= BRIEF =
Among the records that follow, find the line with "use std::collections::HashMap;" and the line with "operations are a full". Set down those lines and all lines between them exactly, without adding anything.

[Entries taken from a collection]
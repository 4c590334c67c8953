pub type Result<T> = std::result::Result<T, StorageError>;

/// Errors produced by shard persistence.
#[derive(Debug, thiserror::Error)]
pub enum StorageError {
    #[error("io error: {0}")]
    Io(#[from] std::io::Error),

    #[error("bincode error: {0}")]
    Bincode(#[from] bincode::Error),

    #[error("shard path {path:?} has no parent directory")]
    NoParentDir { path: std::path::PathBuf },
}
use std::collections::HashMap;
use std::sync::{Mutex, MutexGuard};

use flint_core::{AbsPathBuf, FileDigest};

/// The most recent indexing outcome for one file.
#[derive(Debug, Clone, Copy, PartialEq, Eq, Default)]
pub struct ShardVersion {
    pub digest: FileDigest,
    pub had_errors: bool,
}

/// Process-wide map from file path to its last indexed version.
///
/// Guarded by a single mutex. The two dominant operations are a full
/// snapshot at the start of a TU (so workers compare against a consistent
/// view without per-file locking) and single-entry updates at commit time.
/// The mutex is never held across I/O.
#[derive(Debug, Default)]
pub(crate) struct VersionRegistry {
    inner: Mutex<HashMap<AbsPathBuf, ShardVersion>>,
}

impl VersionRegistry {
    pub(crate) fn snapshot(&self) -> HashMap<AbsPathBuf, ShardVersion> {
        self.lock().clone()
    }

    pub(crate) fn lock(&self) -> MutexGuard<'_, HashMap<AbsPathBuf, ShardVersion>> {
        self.inner
            .lock()
            .expect("shard version registry lock poisoned")
    }

    pub(crate) fn get(&self, path: &AbsPathBuf) -> Option<ShardVersion> {
        self.lock().get(path).copied()
    }
}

= SOLUTION FOR THIS TASK =
use std::collections::HashMap;
use std::sync::{Mutex, MutexGuard};

use flint_core::{AbsPathBuf, FileDigest};

/// The most recent indexing outcome for one file.
#[derive(Debug, Clone, Copy, PartialEq, Eq, Default)]
pub struct ShardVersion {
    pub digest: FileDigest,
    pub had_errors: bool,
}

/// Process-wide map from file path to its last indexed version.
///
/// Guarded by a single mutex. The two dominant operations are a full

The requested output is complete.